## Task requirements
Given the listing below, reproduce all of it exactly.

▬▬▬▬▬▬

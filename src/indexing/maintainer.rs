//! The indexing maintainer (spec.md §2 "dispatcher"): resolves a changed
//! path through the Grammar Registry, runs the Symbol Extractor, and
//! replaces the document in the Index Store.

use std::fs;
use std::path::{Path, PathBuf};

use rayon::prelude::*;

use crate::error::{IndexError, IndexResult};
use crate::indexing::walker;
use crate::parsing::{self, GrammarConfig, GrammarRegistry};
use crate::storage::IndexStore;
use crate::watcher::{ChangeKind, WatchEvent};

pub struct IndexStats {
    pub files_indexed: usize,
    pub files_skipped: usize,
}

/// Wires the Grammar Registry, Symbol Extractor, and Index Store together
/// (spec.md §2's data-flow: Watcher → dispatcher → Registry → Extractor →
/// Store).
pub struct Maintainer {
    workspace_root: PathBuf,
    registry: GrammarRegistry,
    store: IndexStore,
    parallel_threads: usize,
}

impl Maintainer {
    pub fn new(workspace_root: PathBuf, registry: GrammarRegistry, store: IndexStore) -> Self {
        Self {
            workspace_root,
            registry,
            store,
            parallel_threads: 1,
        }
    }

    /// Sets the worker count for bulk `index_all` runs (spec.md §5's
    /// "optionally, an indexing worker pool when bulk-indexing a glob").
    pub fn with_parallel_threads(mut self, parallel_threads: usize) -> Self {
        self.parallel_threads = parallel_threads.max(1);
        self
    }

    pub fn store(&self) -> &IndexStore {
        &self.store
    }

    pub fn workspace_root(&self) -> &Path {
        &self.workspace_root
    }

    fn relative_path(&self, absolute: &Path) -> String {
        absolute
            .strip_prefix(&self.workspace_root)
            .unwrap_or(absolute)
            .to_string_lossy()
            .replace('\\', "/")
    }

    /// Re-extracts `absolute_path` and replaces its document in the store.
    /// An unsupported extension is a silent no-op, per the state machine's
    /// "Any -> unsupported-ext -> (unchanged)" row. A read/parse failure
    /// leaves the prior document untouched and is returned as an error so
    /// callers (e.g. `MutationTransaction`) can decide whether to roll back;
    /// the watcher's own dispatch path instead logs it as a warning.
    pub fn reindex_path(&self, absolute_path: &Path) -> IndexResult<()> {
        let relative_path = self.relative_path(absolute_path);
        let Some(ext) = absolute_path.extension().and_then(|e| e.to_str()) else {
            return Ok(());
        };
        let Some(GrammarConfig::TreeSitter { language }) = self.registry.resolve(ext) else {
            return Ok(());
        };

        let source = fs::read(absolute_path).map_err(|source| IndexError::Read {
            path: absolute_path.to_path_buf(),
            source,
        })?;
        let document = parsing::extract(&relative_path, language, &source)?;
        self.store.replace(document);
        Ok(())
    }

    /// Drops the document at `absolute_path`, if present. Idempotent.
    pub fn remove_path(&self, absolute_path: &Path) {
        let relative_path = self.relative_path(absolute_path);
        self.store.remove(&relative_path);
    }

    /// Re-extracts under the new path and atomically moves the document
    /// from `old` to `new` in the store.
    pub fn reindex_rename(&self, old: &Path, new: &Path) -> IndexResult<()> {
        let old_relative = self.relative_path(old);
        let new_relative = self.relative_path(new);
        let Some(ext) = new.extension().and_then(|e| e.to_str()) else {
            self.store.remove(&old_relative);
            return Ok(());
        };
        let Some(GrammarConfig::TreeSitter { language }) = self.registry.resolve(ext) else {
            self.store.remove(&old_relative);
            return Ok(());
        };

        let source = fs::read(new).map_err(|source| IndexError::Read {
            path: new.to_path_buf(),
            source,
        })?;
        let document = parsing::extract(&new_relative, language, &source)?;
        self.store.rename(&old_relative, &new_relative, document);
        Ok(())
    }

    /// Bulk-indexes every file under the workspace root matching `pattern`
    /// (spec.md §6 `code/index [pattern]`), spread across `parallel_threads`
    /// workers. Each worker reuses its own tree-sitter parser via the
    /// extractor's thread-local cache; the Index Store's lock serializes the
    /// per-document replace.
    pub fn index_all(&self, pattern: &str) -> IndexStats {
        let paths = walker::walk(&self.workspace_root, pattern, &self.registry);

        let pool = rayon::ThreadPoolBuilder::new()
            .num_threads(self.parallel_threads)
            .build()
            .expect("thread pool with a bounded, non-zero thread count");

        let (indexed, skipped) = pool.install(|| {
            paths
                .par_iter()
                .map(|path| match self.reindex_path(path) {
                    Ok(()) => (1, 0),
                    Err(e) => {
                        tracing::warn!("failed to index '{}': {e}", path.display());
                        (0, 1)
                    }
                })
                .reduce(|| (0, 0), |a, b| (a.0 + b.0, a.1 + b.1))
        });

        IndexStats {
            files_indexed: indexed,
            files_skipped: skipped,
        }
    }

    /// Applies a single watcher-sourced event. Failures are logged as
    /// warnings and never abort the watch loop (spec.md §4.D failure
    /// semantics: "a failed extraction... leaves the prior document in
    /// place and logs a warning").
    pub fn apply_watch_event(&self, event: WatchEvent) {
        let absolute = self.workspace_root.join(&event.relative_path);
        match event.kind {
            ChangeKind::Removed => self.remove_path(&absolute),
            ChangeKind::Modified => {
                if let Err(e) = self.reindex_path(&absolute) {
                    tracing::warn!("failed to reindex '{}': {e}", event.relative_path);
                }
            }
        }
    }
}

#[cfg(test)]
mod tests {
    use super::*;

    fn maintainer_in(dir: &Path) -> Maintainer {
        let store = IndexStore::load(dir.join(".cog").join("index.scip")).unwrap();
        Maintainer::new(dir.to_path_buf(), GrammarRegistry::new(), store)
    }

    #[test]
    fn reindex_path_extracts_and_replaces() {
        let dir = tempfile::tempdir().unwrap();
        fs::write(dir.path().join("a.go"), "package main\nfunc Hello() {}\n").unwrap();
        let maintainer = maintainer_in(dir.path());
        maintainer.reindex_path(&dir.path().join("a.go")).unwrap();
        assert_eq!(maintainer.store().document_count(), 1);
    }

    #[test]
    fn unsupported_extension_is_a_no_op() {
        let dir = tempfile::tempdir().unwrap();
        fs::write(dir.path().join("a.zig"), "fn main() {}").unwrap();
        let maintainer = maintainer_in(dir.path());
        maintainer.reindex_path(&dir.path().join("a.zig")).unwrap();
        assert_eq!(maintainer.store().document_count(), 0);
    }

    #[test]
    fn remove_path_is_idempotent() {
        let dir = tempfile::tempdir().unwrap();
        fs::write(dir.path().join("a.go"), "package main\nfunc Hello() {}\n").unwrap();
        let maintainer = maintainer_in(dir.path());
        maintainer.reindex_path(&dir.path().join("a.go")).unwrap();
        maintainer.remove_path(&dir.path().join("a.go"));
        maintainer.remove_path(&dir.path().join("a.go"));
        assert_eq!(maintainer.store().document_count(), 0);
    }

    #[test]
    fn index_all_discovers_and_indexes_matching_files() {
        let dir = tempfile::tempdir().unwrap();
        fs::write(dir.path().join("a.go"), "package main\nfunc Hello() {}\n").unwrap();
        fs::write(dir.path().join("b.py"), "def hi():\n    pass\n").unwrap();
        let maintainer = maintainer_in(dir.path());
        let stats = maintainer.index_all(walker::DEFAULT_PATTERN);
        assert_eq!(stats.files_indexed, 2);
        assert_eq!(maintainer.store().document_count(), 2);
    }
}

▬▬▬▬▬▬

## Answer space
filename src/indexing/maintainer.rs
//! The indexing maintainer (spec.md §2 "dispatcher"): resolves a changed
//! path through the Grammar Registry, runs the Symbol Extractor, and
//! replaces the document in the Index Store.

use std::fs;
use std::path::{Path, PathBuf};

use rayon::prelude::*;

use crate::error::{IndexError, IndexResult};
use crate::indexing::walker;
use crate::parsing::{self, GrammarConfig, GrammarRegistry};
use crate::storage::IndexStore;
use crate::watcher::{ChangeKind, WatchEvent};

pub struct IndexStats {
    pub files_indexed: usize,
    pub files_skipped: usize,
}

/// Wires the Grammar Registry, Symbol Extractor, and Index Store together
/// (spec.md §2's data-flow: Watcher → dispatcher → Registry → Extractor →
/// Store).
pub struct Maintainer {
    workspace_root: PathBuf,
    registry: GrammarRegistry,
    store: IndexStore,
    parallel_threads: usize,
}

impl Maintainer {
    pub fn new(workspace_root: PathBuf, registry: GrammarRegistry, store: IndexStore) -> Self {
        Self {
            workspace_root,
            registry,
            store,
            parallel_threads: 1,
        }
    }

    /// Sets the worker count for bulk `index_all` runs (spec.md §5's
    /// "optionally, an indexing worker pool when bulk-indexing a glob").
    pub fn with_parallel_threads(mut self, parallel_threads: usize) -> Self {
        self.parallel_threads = parallel_threads.max(1);
        self
    }

    pub fn store(&self) -> &IndexStore {
        &self.store
    }

    pub fn workspace_root(&self) -> &Path {
        &self.workspace_root
    }

    fn relative_path(&self, absolute: &Path) -> String {
        absolute
            .strip_prefix(&self.workspace_root)
            .unwrap_or(absolute)
            .to_string_lossy()
            .replace('\\', "/")
    }

    /// Re-extracts `absolute_path` and replaces its document in the store.
    /// An unsupported extension is a silent no-op, per the state machine's
    /// "Any -> unsupported-ext -> (unchanged)" row. A read/parse failure
    /// leaves the prior document untouched and is returned as an error so
    /// callers (e.g. `MutationTransaction`) can decide whether to roll back;
    /// the watcher's own dispatch path instead logs it as a warning.
    pub fn reindex_path(&self, absolute_path: &Path) -> IndexResult<()> {
        let relative_path = self.relative_path(absolute_path);
        let Some(ext) = absolute_path.extension().and_then(|e| e.to_str()) else {
            return Ok(());
        };
        let Some(GrammarConfig::TreeSitter { language }) = self.registry.resolve(ext) else {
            return Ok(());
        };

        let source = fs::read(absolute_path).map_err(|source| IndexError::Read {
            path: absolute_path.to_path_buf(),
            source,
        })?;
        let document = parsing::extract(&relative_path, language, &source)?;
        self.store.replace(document);
        Ok(())
    }

    /// Drops the document at `absolute_path`, if present. Idempotent.
    pub fn remove_path(&self, absolute_path: &Path) {
        let relative_path = self.relative_path(absolute_path);
        self.store.remove(&relative_path);
    }

    /// Re-extracts under the new path and atomically moves the document
    /// from `old` to `new` in the store.
    pub fn reindex_rename(&self, old: &Path, new: &Path) -> IndexResult<()> {
        let old_relative = self.relative_path(old);
        let new_relative = self.relative_path(new);
        let Some(ext) = new.extension().and_then(|e| e.to_str()) else {
            self.store.remove(&old_relative);
            return Ok(());
        };
        let Some(GrammarConfig::TreeSitter { language }) = self.registry.resolve(ext) else {
            self.store.remove(&old_relative);
            return Ok(());
        };

        let source = fs::read(new).map_err(|source| IndexError::Read {
            path: new.to_path_buf(),
            source,
        })?;
        let document = parsing::extract(&new_relative, language, &source)?;
        self.store.rename(&old_relative, &new_relative, document);
        Ok(())
    }

    /// Bulk-indexes every file under the workspace root matching `pattern`
    /// (spec.md §6 `code/index [pattern]`), spread across `parallel_threads`
    /// workers. Each worker reuses its own tree-sitter parser via the
    /// extractor's thread-local cache; the Index Store's lock serializes the
    /// per-document replace.
    pub fn index_all(&self, pattern: &str) -> IndexStats {
        let paths = walker::walk(&self.workspace_root, pattern, &self.registry);

        let pool = rayon::ThreadPoolBuilder::new()
            .num_threads(self.parallel_threads)
            .build()
            .expect("thread pool with a bounded, non-zero thread count");

        let (indexed, skipped) = pool.install(|| {
            paths
                .par_iter()
                .map(|path| match self.reindex_path(path) {
                    Ok(()) => (1, 0),
                    Err(e) => {
                        tracing::warn!("failed to index '{}': {e}", path.display());
                        (0, 1)
                    }
                })
                .reduce(|| (0, 0), |a, b| (a.0 + b.0, a.1 + b.1))
        });

        IndexStats {
            files_indexed: indexed,
            files_skipped: skipped,
        }
    }

    /// Applies a single watcher-sourced event. Failures are logged as
    /// warnings and never abort the watch loop (spec.md §4.D failure
    /// semantics: "a failed extraction... leaves the prior document in
    /// place and logs a warning").
    pub fn apply_watch_event(&self, event: WatchEvent) {
        let absolute = self.workspace_root.join(&event.relative_path);
        match event.kind {
            ChangeKind::Removed => self.remove_path(&absolute),
            ChangeKind::Modified => {
                if let Err(e) = self.reindex_path(&absolute) {
                    tracing::warn!("failed to reindex '{}': {e}", event.relative_path);
                }
            }
        }
    }
}

#[cfg(test)]
mod tests {
    use super::*;

    fn maintainer_in(dir: &Path) -> Maintainer {
        let store = IndexStore::load(dir.join(".cog").join("index.scip")).unwrap();
        Maintainer::new(dir.to_path_buf(), GrammarRegistry::new(), store)
    }

    #[test]
    fn reindex_path_extracts_and_replaces() {
        let dir = tempfile::tempdir().unwrap();
        fs::write(dir.path().join("a.go"), "package main\nfunc Hello() {}\n").unwrap();
        let maintainer = maintainer_in(dir.path());
        maintainer.reindex_path(&dir.path().join("a.go")).unwrap();
        assert_eq!(maintainer.store().document_count(), 1);
    }

    #[test]
    fn unsupported_extension_is_a_no_op() {
        let dir = tempfile::tempdir().unwrap();
        fs::write(dir.path().join("a.zig"), "fn main() {}").unwrap();
        let maintainer = maintainer_in(dir.path());
        maintainer.reindex_path(&dir.path().join("a.zig")).unwrap();
        assert_eq!(maintainer.store().document_count(), 0);
    }

    #[test]
    fn remove_path_is_idempotent() {
        let dir = tempfile::tempdir().unwrap();
        fs::write(dir.path().join("a.go"), "package main\nfunc Hello() {}\n").unwrap();
        let maintainer = maintainer_in(dir.path());
        maintainer.reindex_path(&dir.path().join("a.go")).unwrap();
        maintainer.remove_path(&dir.path().join("a.go"));
        maintainer.remove_path(&dir.path().join("a.go"));
        assert_eq!(maintainer.store().document_count(), 0);
    }

    #[test]
    fn index_all_discovers_and_indexes_matching_files() {
        let dir = tempfile::tempdir().unwrap();
        fs::write(dir.path().join("a.go"), "package main\nfunc Hello() {}\n").unwrap();
        fs::write(dir.path().join("b.py"), "def hi():\n    pass\n").unwrap();
        let maintainer = maintainer_in(dir.path());
        let stats = maintainer.index_all(walker::DEFAULT_PATTERN);
        assert_eq!(stats.files_indexed, 2);
        assert_eq!(maintainer.store().document_count(), 2);
    }
}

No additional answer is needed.